→ ACTIVITY: Go through the following listing and count each line that contains the string "attempts"; the answer is that number alone.

→ EXERCISE INPUT:
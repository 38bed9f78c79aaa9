// Tests for the condition poller and the transient-failure retrier
//
// These run without a browser; the probes and operations are plain
// closures with call counters. Timing assertions use generous bounds so
// a loaded CI machine does not produce false failures.

use std::cell::Cell;
use std::time::{Duration, Instant};

use console_e2e::{Error, ErrorKind, PollOptions, retry_on, wait_for};

fn stale() -> Error {
    Error::StaleElement("tree re-rendered".to_string())
}

// ============================================================================
// Condition poller
// ============================================================================

#[tokio::test]
async fn poller_returns_immediately_on_a_true_probe() {
    let calls = Cell::new(0u32);
    let started = Instant::now();

    wait_for(
        "probe already true",
        PollOptions::new(Duration::from_secs(1), Duration::from_millis(300)),
        || {
            calls.set(calls.get() + 1);
            async { Ok(true) }
        },
    )
    .await
    .expect("an already-true probe must succeed");

    assert_eq!(calls.get(), 1);
    // no sleep may have happened
    assert!(started.elapsed() < Duration::from_millis(300));
}

#[tokio::test]
async fn poller_succeeds_as_soon_as_the_probe_turns_true() {
    // timeout 1.0s, interval 0.3s, probe false/false/true
    let calls = Cell::new(0u32);
    let started = Instant::now();

    wait_for(
        "third probe turns true",
        PollOptions::new(Duration::from_secs(1), Duration::from_millis(300)),
        || {
            calls.set(calls.get() + 1);
            let done = calls.get() >= 3;
            async move { Ok(done) }
        },
    )
    .await
    .expect("probe turned true before the timeout");

    let elapsed = started.elapsed();
    assert_eq!(calls.get(), 3, "probe must be evaluated exactly 3 times");
    assert!(
        elapsed >= Duration::from_millis(600),
        "two intervals must have been slept, got {elapsed:?}"
    );
    assert!(
        elapsed < Duration::from_secs(1),
        "success must not wait for the timeout, got {elapsed:?}"
    );
}

#[tokio::test]
async fn poller_times_out_on_a_never_true_probe() {
    let calls = Cell::new(0u32);
    let timeout = Duration::from_millis(200);
    let interval = Duration::from_millis(50);
    let started = Instant::now();

    let err = wait_for("condition that never holds", PollOptions::new(timeout, interval), || {
        calls.set(calls.get() + 1);
        async { Ok(false) }
    })
    .await
    .expect_err("a never-true probe must time out");

    let elapsed = started.elapsed();
    assert_eq!(err.kind(), ErrorKind::Timeout);
    match err {
        Error::Timeout { condition, waited } => {
            assert!(condition.contains("never holds"));
            assert!(waited >= timeout);
        }
        other => panic!("expected Timeout, got {other:?}"),
    }
    assert!(elapsed >= timeout, "failure before the timeout, after {elapsed:?}");
    // no later than timeout + one interval, with slack for scheduling
    assert!(
        elapsed < timeout + interval + Duration::from_millis(200),
        "failure came too late, after {elapsed:?}"
    );
    assert!(calls.get() >= 2, "probe must have been re-evaluated");
}

#[tokio::test]
async fn poller_propagates_a_probe_error() {
    let calls = Cell::new(0u32);

    let err = wait_for("probe that explodes", PollOptions::default(), || {
        calls.set(calls.get() + 1);
        async { Err(Error::Assertion("probe exploded".to_string())) }
    })
    .await
    .expect_err("a failing probe must propagate");

    assert_eq!(calls.get(), 1, "no retry on a probe error");
    assert!(matches!(err, Error::Assertion(_)));
}

// ============================================================================
// Transient-failure retrier
// ============================================================================

#[tokio::test]
async fn retrier_returns_the_first_success() {
    // stale on attempts 1-4, succeeds with 42 on attempt 5
    let calls = Cell::new(0u32);

    let value = retry_on(ErrorKind::Stale, 5, || {
        calls.set(calls.get() + 1);
        let attempt = calls.get();
        async move {
            if attempt <= 4 {
                Err(stale())
            } else {
                Ok(42)
            }
        }
    })
    .await
    .expect("fifth attempt succeeds within the budget");

    assert_eq!(value, 42);
    assert_eq!(calls.get(), 5, "exactly k+1 invocations");
}

#[tokio::test]
async fn retrier_does_not_retry_after_a_success() {
    let calls = Cell::new(0u32);

    let value = retry_on(ErrorKind::Stale, 50, || {
        calls.set(calls.get() + 1);
        async { Ok("ready") }
    })
    .await
    .expect("first attempt succeeds");

    assert_eq!(value, "ready");
    assert_eq!(calls.get(), 1, "first success wins");
}

#[tokio::test]
async fn retrier_gives_up_after_the_budget() {
    let calls = Cell::new(0u32);

    let err = retry_on(ErrorKind::Stale, 3, || {
        calls.set(calls.get() + 1);
        async { Err::<(), _>(stale()) }
    })
    .await
    .expect_err("a permanently stale operation must exhaust the budget");

    assert_eq!(calls.get(), 3, "exactly the budget number of invocations");
    assert_eq!(err.kind(), ErrorKind::ExhaustedRetries);
    match err {
        Error::ExhaustedRetries { attempts, kind } => {
            assert_eq!(attempts, 3);
            assert_eq!(kind, ErrorKind::Stale);
        }
        other => panic!("expected ExhaustedRetries, got {other:?}"),
    }
}

#[tokio::test]
async fn retrier_propagates_other_error_kinds_unchanged() {
    let calls = Cell::new(0u32);

    let err = retry_on(ErrorKind::Stale, 50, || {
        calls.set(calls.get() + 1);
        async {
            Err::<(), _>(Error::ElementNotFound {
                selector: "#gone".to_string(),
            })
        }
    })
    .await
    .expect_err("a non-transient failure must propagate");

    assert_eq!(calls.get(), 1, "no retry for a foreign error kind");
    assert_eq!(err.kind(), ErrorKind::NotFound);
    match err {
        Error::ElementNotFound { selector } => assert_eq!(selector, "#gone"),
        other => panic!("expected ElementNotFound, got {other:?}"),
    }
}

#[tokio::test]
async fn retrier_with_a_zero_budget_never_invokes_the_operation() {
    let calls = Cell::new(0u32);

    let err = retry_on(ErrorKind::Stale, 0, || {
        calls.set(calls.get() + 1);
        async { Ok(()) }
    })
    .await
    .expect_err("a zero budget cannot succeed");

    assert_eq!(calls.get(), 0);
    assert_eq!(err.kind(), ErrorKind::ExhaustedRetries);
}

→ REPLY TO THE TASK: 3